RECORDED INFORMATION:
// End-to-end: run an auction, write it to disk, load it into a fresh session

use auction_ledger::{
    export_file, import_file, AuctionConfig, AuctionError, AuctionSession, Command, OperatorAuth,
    Outcome, PlayerId, Sport, Team, DEFAULT_PASSWORD,
};
use std::sync::{Arc, Mutex};

fn logged_in(players: Vec<auction_ledger::Player>) -> AuctionSession {
    let mut session = AuctionSession::new(players, AuctionConfig::default(), OperatorAuth::default());
    session.login(DEFAULT_PASSWORD).unwrap();
    session
}

#[test]
fn test_auction_survives_export_and_reload() {
    let mut session = logged_in(auction_ledger::seed_players());

    session
        .apply(Command::AssignCaptain {
            player_id: PlayerId(1),
            team: Team::AlfenRoyals,
            sport: Sport::Cricket,
            price: 200,
        })
        .unwrap();
    session
        .apply(Command::Sell {
            player_id: PlayerId(3),
            team: Team::TalukaFighters,
            bid: 150,
        })
        .unwrap();
    session
        .apply(Command::Sell {
            player_id: PlayerId(5),
            team: Team::AlfenRoyals,
            bid: 40,
        })
        .unwrap();

    let dir = tempfile::tempdir().unwrap();
    let path = dir.path().join("auction_data.csv");
    export_file(&path, session.players()).unwrap();

    let reloaded = logged_in(import_file(&path).unwrap());
    assert_eq!(reloaded.players(), session.players());
    assert!(reloaded.is_consistent());

    let royals = reloaded.stats_for(Team::AlfenRoyals);
    assert_eq!(royals.count, 2);
    assert_eq!(royals.spent, 240);
    assert_eq!(reloaded.dashboard().total_sold, 3);

    let captain = reloaded.player(PlayerId(1)).unwrap();
    assert_eq!(captain.captain_for, Some(Sport::Cricket));
}

#[test]
fn test_logged_out_operator_cannot_mutate() {
    let mut session = logged_in(auction_ledger::seed_players());
    session.logout();

    let err = session
        .apply(Command::Sell {
            player_id: PlayerId(2),
            team: Team::LanternLegends,
            bid: 50,
        })
        .unwrap_err();
    assert!(matches!(err, AuctionError::NotAuthenticated));
    assert!(session.players().iter().all(|p| !p.is_sold()));

    // export is read-only and stays open
    assert!(matches!(session.apply(Command::Export), Ok(Outcome::Exported { .. })));
}

#[test]
fn test_imported_table_replaces_roster_through_a_command() {
    let mut session = logged_in(auction_ledger::seed_players());
    let csv = "Name,Cricket,Badminton,TT\nRohit S,A,0,0\nSaina N,0,A,B\n";

    let outcome = session.apply(Command::Import { csv: csv.to_string() }).unwrap();
    assert!(matches!(outcome, Outcome::Imported { count: 2 }));
    assert_eq!(session.players().len(), 2);
    assert_eq!(session.unsold_players("saina").len(), 1);
}

#[test]
fn test_shared_session_serializes_competing_sales() {
    let config = AuctionConfig::new(100, 3, 10).unwrap();
    let mut session = AuctionSession::new(auction_ledger::seed_players(), config, OperatorAuth::default());
    session.login(DEFAULT_PASSWORD).unwrap();
    let session = Arc::new(Mutex::new(session));

    // max bid starts at 80; after one sale it drops to 10
    let handles: Vec<_> = [PlayerId(2), PlayerId(4)]
        .into_iter()
        .map(|player_id| {
            let session = Arc::clone(&session);
            std::thread::spawn(move || {
                session.lock().unwrap().apply(Command::Sell {
                    player_id,
                    team: Team::PrimarkSuperkings,
                    bid: 80,
                })
            })
        })
        .collect();

    let results: Vec<_> = handles.into_iter().map(|h| h.join().unwrap()).collect();
    let accepted = results.iter().filter(|r| r.is_ok()).count();
    let rejected = results
        .iter()
        .filter(|r| matches!(r, Err(AuctionError::InsufficientFunds { .. })))
        .count();
    assert_eq!((accepted, rejected), (1, 1));

    let session = session.lock().unwrap();
    assert_eq!(session.stats_for(Team::PrimarkSuperkings).spent, 80);
}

DIRECTIONS:
Return only the number of lines above in which the string "Sport" occurs.

RESPONSE TO THE EXERCISE:
3